2025-11-22T04:49:16.383386

Getting Your Indices in a Row: Full-Text Search for LLM Training Data for Real World

Marinas, Kucherenko, Sternfeld et al.
The performance of Large Language Models (LLMs) is determined by their training data. Despite the proliferation of open-weight LLMs, access to LLM training data has remained limited. Even for fully open LLMs, the scale of the data makes it all but inscrutable to the general scientific community, despite potentially containing critical data scraped from the internet. In this paper, we present the full-text indexing pipeline for the Apertus LLM training data. Leveraging Elasticsearch parallel indices and the Alps infrastructure, a state-of-the-art, highly energy-efficient arm64 supercluster, we were able to index 8.6T tokens out of 15.2T used to train the Apertus LLM family, creating both a critical LLM safety tool and effectively an offline, curated, open web search engine. Our contribution is threefold. First, we demonstrate that Elasticsearch can be successfully ported onto next-generation arm64-based infrastructure. Second, we demonstrate that full-text indexing at the scale of modern LLM training datasets and the entire open web is feasible and accessible. Finally, we demonstrate that such indices can be used to ensure previously inaccessible jailbreak-agnostic LLM safety. We hope that our findings will be useful to other teams attempting large-scale data indexing and facilitate the general transition towards greener computation.
academic

Getting Your Indices in a Row: Full-Text Search for LLM Training Data for Real World

Basic Information

  • Paper ID: 2510.09471
  • Title: Getting Your Indices in a Row: Full-Text Search for LLM Training Data for Real World
  • Authors: Inés Altemir Mariñas (EPFL), Anastasiia Kucherenko (HES-SO Valais-Wallis), Alexander Sternfeld (HES-SO Valais-Wallis), Andrei Kucharavy (HES-SO Valais-Wallis)
  • Classification: cs.CL (Computational Linguistics)
  • Conference: WWW '26 (The Web Conference 2026)
  • Paper Link: https://arxiv.org/abs/2510.09471

Abstract

The performance of Large Language Models (LLMs) depends critically on their training data.
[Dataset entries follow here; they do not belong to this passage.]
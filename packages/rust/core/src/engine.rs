//! The lifecycle engine: owns entry creation and every status change.
//!
//! Transitions and deletes hold the entry's lock from read to write, and
//! the write is conditional on the status that was read. An entry deleted
//! while a transition waits is reported as not found, never re-created.

use std::sync::Arc;

use qabase_intake::{IntakeAdapter, IntakeItem};
use qabase_shared::{
    BatchReport, EntryId, EntryPatch, QaBaseError, QaEntry, QuestionLogItem, Result, RowError,
    Status, Submission, timestamp_now,
};
use qabase_storage::{AnsweredFilter, Storage};
use tracing::{info, instrument, warn};

use crate::lifecycle;
use crate::locks::EntryLocks;
use crate::progress::ProgressReporter;

/// Result of submitting one record.
#[derive(Debug, Clone, PartialEq)]
pub struct Created {
    pub entry: QaEntry,
    /// `false` when a dedup key matched an existing entry.
    pub created: bool,
}

/// Coordinates lifecycle rules, storage and per-entry locking.
pub struct LifecycleEngine {
    storage: Arc<Storage>,
    locks: EntryLocks,
}

impl LifecycleEngine {
    pub fn new(storage: Arc<Storage>) -> Self {
        Self {
            storage,
            locks: EntryLocks::default(),
        }
    }

    pub fn storage(&self) -> &Arc<Storage> {
        &self.storage
    }

    // -----------------------------------------------------------------------
    // Creation
    // -----------------------------------------------------------------------

    /// Create an entry from a submission, or return the existing one when
    /// the submission's dedup key was seen before on the same channel.
    #[instrument(skip_all, fields(source = %submission.source))]
    pub async fn submit(&self, submission: Submission) -> Result<Created> {
        if let Some(key) = submission.external_id.as_deref() {
            if let Some(existing) = self
                .storage
                .find_by_external_id(submission.source, key)
                .await?
            {
                info!(id = %existing.id, external_id = key, "duplicate submission, reusing entry");
                return Ok(Created {
                    entry: existing,
                    created: false,
                });
            }
        }

        let entry = lifecycle::create(submission, timestamp_now())?;
        if self.storage.insert_entry(&entry).await? {
            info!(id = %entry.id, status = %entry.status, "entry created");
            return Ok(Created {
                entry,
                created: true,
            });
        }

        // A concurrent submission with the same key won the insert.
        let key = entry.external_id.as_deref().unwrap_or_default();
        match self.storage.find_by_external_id(entry.source, key).await? {
            Some(existing) => Ok(Created {
                entry: existing,
                created: false,
            }),
            None => Err(QaBaseError::Storage(format!(
                "insert of entry {} was ignored without a conflicting entry",
                entry.id
            ))),
        }
    }

    /// Run a single-record adapter and submit its output.
    pub async fn ingest_one<A: IntakeAdapter>(&self, adapter: &A, raw: A::Raw) -> Result<Created> {
        let mut intake = adapter.ingest(raw).await?;
        if let Some(err) = intake.row_errors.pop() {
            return Err(QaBaseError::validation(err.detail));
        }
        match intake.items.pop() {
            Some(IntakeItem { submission, .. }) if intake.items.is_empty() => {
                check_source(adapter, &submission)?;
                self.submit(submission).await
            }
            Some(_) => Err(QaBaseError::validation(format!(
                "{} adapter produced more than one submission",
                adapter.name()
            ))),
            None => Err(QaBaseError::validation("payload produced no submission")),
        }
    }

    /// Run a batch adapter and submit every row independently.
    ///
    /// Rows the adapter rejected and rows the engine could not store are
    /// both reported in [`BatchReport::errors`], ordered by row.
    #[instrument(skip_all, fields(adapter = adapter.name()))]
    pub async fn ingest_batch<A: IntakeAdapter>(
        &self,
        adapter: &A,
        raw: A::Raw,
        progress: &dyn ProgressReporter,
    ) -> Result<BatchReport> {
        progress.phase("Parsing");
        let intake = adapter.ingest(raw).await?;

        progress.phase("Importing");
        let total = intake.items.len();
        let mut report = BatchReport {
            errors: intake.row_errors,
            ..BatchReport::default()
        };
        for (idx, item) in intake.items.into_iter().enumerate() {
            let submitted = match check_source(adapter, &item.submission) {
                Ok(()) => self.submit(item.submission).await,
                Err(e) => Err(e),
            };
            match submitted {
                Ok(created) => {
                    report.imported += 1;
                    report.ids.push(created.entry.id);
                }
                Err(e) => {
                    warn!(row = item.row, error = %e, "row not imported");
                    report.errors.push(RowError {
                        row: item.row,
                        detail: e.to_string(),
                    });
                }
            }
            progress.row_processed(idx + 1, total);
        }
        report.errors.sort_by_key(|e| e.row);

        if report.is_partial() {
            warn!(
                imported = report.imported,
                failed = report.errors.len(),
                "batch import partially succeeded"
            );
        } else {
            info!(
                imported = report.imported,
                failed = report.errors.len(),
                "batch import finished"
            );
        }
        progress.done(&report);
        Ok(report)
    }

    // -----------------------------------------------------------------------
    // Reads
    // -----------------------------------------------------------------------

    pub async fn get(&self, id: &EntryId) -> Result<QaEntry> {
        self.storage
            .get_entry(id)
            .await?
            .ok_or_else(|| QaBaseError::not_found(id))
    }

    /// Entries newest first, optionally filtered by status.
    pub async fn list(&self, status: Option<Status>, limit: u32) -> Result<Vec<QaEntry>> {
        self.storage.list_entries(status, limit).await
    }

    /// The moderation queue.
    pub async fn pending(&self, limit: u32) -> Result<Vec<QaEntry>> {
        self.list(Some(Status::Pending), limit).await
    }

    /// Chat questions waiting for an answer.
    pub async fn unanswered(&self, limit: u32) -> Result<Vec<QaEntry>> {
        self.list(Some(Status::Unanswered), limit).await
    }

    /// Submission history across every channel.
    pub async fn question_log(
        &self,
        answered: AnsweredFilter,
        limit: u32,
    ) -> Result<Vec<QuestionLogItem>> {
        let entries = self.storage.list_question_log(answered, limit).await?;
        Ok(entries.into_iter().map(QuestionLogItem::from).collect())
    }

    /// Entry counts per status.
    pub async fn stats(&self) -> Result<Vec<(Status, u64)>> {
        self.storage.count_by_status().await
    }

    // -----------------------------------------------------------------------
    // Transitions
    // -----------------------------------------------------------------------

    #[instrument(skip_all, fields(id = %id))]
    pub async fn approve(&self, id: &EntryId) -> Result<QaEntry> {
        let entry = self
            .transition(id, "approve", |e| lifecycle::approve(e, timestamp_now()))
            .await?;
        info!("entry approved");
        Ok(entry)
    }

    #[instrument(skip_all, fields(id = %id))]
    pub async fn reject(&self, id: &EntryId) -> Result<QaEntry> {
        let entry = self
            .transition(id, "reject", |e| lifecycle::reject(e, timestamp_now()))
            .await?;
        info!("entry rejected");
        Ok(entry)
    }

    /// Answer an unanswered question; the entry becomes searchable.
    #[instrument(skip_all, fields(id = %id))]
    pub async fn add_answer(&self, id: &EntryId, text: &str) -> Result<QaEntry> {
        let entry = self
            .transition(id, "answer", |e| {
                lifecycle::add_answer(e, text, timestamp_now())
            })
            .await?;
        info!("entry answered");
        Ok(entry)
    }

    /// Admin override of question, answer and status. Audited. An empty
    /// patch writes nothing and returns the entry as stored.
    #[instrument(skip_all, fields(id = %id))]
    pub async fn edit(&self, id: &EntryId, patch: &EntryPatch) -> Result<QaEntry> {
        if patch.is_empty() {
            return self.get(id).await;
        }
        let mut previous = None;
        let entry = self
            .transition(id, "edit", |e| {
                previous = Some(e.status);
                lifecycle::edit(e, patch, timestamp_now())
            })
            .await?;

        warn!(
            target: "qabase::audit",
            entry_id = %id,
            from = %previous.map(Status::as_str).unwrap_or("unknown"),
            to = %entry.status,
            question_changed = patch.question.is_some(),
            answer_changed = patch.answer.is_some(),
            "admin edit bypassed transition rules"
        );
        Ok(entry)
    }

    /// Permanently remove an entry.
    #[instrument(skip_all, fields(id = %id))]
    pub async fn delete(&self, id: &EntryId) -> Result<()> {
        let _guard = self.locks.lock(id).await;
        if !self.storage.delete_entry(id).await? {
            return Err(QaBaseError::not_found(id));
        }
        info!("entry deleted");
        Ok(())
    }

    /// Read, apply and conditionally write one entry under its lock.
    async fn transition<F>(&self, id: &EntryId, operation: &'static str, apply: F) -> Result<QaEntry>
    where
        F: FnOnce(&QaEntry) -> Result<QaEntry>,
    {
        let _guard = self.locks.lock(id).await;
        let current = self.get(id).await?;
        let next = apply(&current)?;

        if self.storage.update_entry(&next, current.status).await? {
            return Ok(next);
        }

        // Another writer outside this engine changed the row.
        match self.storage.get_entry(id).await? {
            None => Err(QaBaseError::not_found(id)),
            Some(latest) => Err(QaBaseError::invalid_transition(
                latest.status,
                operation,
                "entry changed concurrently",
            )),
        }
    }
}

/// An adapter may only produce entries for its own channel.
fn check_source<A: IntakeAdapter>(adapter: &A, submission: &Submission) -> Result<()> {
    if submission.source == adapter.source() {
        return Ok(());
    }
    Err(QaBaseError::Ingest(format!(
        "{} adapter produced a '{}' submission",
        adapter.name(),
        submission.source
    )))
}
Despite the increasing availability of open-weight LLMs, access to LLM training data remains restricted. Even for fully open LLMs, the scale of data makes in-depth analysis challenging for the broader scientific community, despite potentially containing critical data scraped from the internet. This paper presents a full-text indexing pipeline for Apertus LLM training data. Utilizing Elasticsearch parallel indexing and the Alps infrastructure (a state-of-the-art high-efficiency ARM64 supercluster), we successfully indexed 8.6T tokens out of 15.2T tokens used for training the Apertus LLM family, creating a critical LLM safety tool and an offline, curated open web search engine.

Research Background and Motivation

Core Problems

  1. Lack of Training Data Transparency: Despite the proliferation of open-weight LLMs, training data remains difficult to access and analyze
  2. Data Scale Challenges: Modern LLM training data is massive (trillions of tokens), making systematic inspection nearly impossible
  3. Safety Risks: Training data may contain harmful content, including personal information, copyrighted material, toxic language, and even dangerous information

Research Significance

  • LLM Safety: Problematic content in training data directly affects model behavior, leading to harmful outputs
  • Transparency Requirements: The scientific community and regulatory bodies need the ability to audit LLM training data
  • Compliance Needs: Identification and removal of copyrighted content, personal information, etc.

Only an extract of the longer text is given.